In polling for elections, it is quite likely that party-ID is like drinking carrot juice. It signals something and, as a signal, it is useful. Hence, if party-ID trend goes in consistent direction from poll-to-poll from the same pollster, it is perfectly reasonable to assume that it is a proxy for a hidden variable, excitement and state of being persuaded of the voter base. (Also keep in mind that there will be small fluctuations due to unavoidable margin of error but those should cancel out over the long-term as the error can be in any direction).

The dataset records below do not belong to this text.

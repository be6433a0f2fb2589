//! Scoped ownership of a cluster lock.

use std::sync::Arc;

use chrono::{DateTime, Utc};
use tracing::{debug, error, warn};

use vigil_protocols::{ClusterLock, MonitorError};

/// Holds a named [`ClusterLock`] until released.
///
/// Callers release with [`ClusterLockGuard::release`] on both success and
/// error paths. If the guard is dropped without that (panic or a cancelled
/// future), the unlock is spawned onto the current tokio runtime.
pub struct ClusterLockGuard {
    lock: Arc<dyn ClusterLock>,
    name: String,
    released: bool,
}

impl ClusterLockGuard {
    /// Try once to take `name` as of `now`. `Ok(None)` means another holder
    /// has it.
    pub async fn try_acquire(
        lock: Arc<dyn ClusterLock>,
        name: impl Into<String>,
        now: DateTime<Utc>,
    ) -> Result<Option<Self>, MonitorError> {
        let name = name.into();
        if lock.try_lock(&name, now).await? {
            debug!("Acquired cluster lock '{}'", name);
            Ok(Some(Self {
                lock,
                name,
                released: false,
            }))
        } else {
            debug!("Cluster lock '{}' is held elsewhere", name);
            Ok(None)
        }
    }

    pub fn name(&self) -> &str {
        &self.name
    }

    /// Release the lock.
    pub async fn release(mut self) -> Result<(), MonitorError> {
        self.released = true;
        let result = self.lock.unlock(&self.name).await;
        match &result {
            Ok(()) => debug!("Released cluster lock '{}'", self.name),
            Err(e) => error!("Failed to release cluster lock '{}': {}", self.name, e),
        }
        result
    }
}

impl Drop for ClusterLockGuard {
    fn drop(&mut self) {
        if self.released {
            return;
        }

        let lock = self.lock.clone();
        let name = std::mem::take(&mut self.name);
        match tokio::runtime::Handle::try_current() {
            Ok(handle) => {
                warn!("Cluster lock '{}' dropped while held, releasing", name);
                handle.spawn(async move {
                    if let Err(e) = lock.unlock(&name).await {
                        error!("Failed to release cluster lock '{}': {}", name, e);
                    }
                });
            }
            Err(_) => error!(
                "Cluster lock '{}' dropped outside a tokio runtime and was not released",
                name
            ),
        }
    }
}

Hence, fluctuating party-ID can function as a predictive variable even though it is not actually the causative variable. The fluctuations in this variable are probably a combination of sample fluctuations (normal and expected and happens with all variables within the margin of error 19 out of 20 times (95% confidence interval) and outside the margin of error 1 out of 20 times PLUS fluctuations in actual voter dispositions. While we cannot tease apart which part of the fluctuation comes from which part, it is safe to assume that statistical fluctuation will even itself out over multiple polls while the structural part that comes from voter excitement and engagement making people shift their self-perception and willingness to answer pollsters, can be useful and predictive even though it is, indeed, correlation not causation.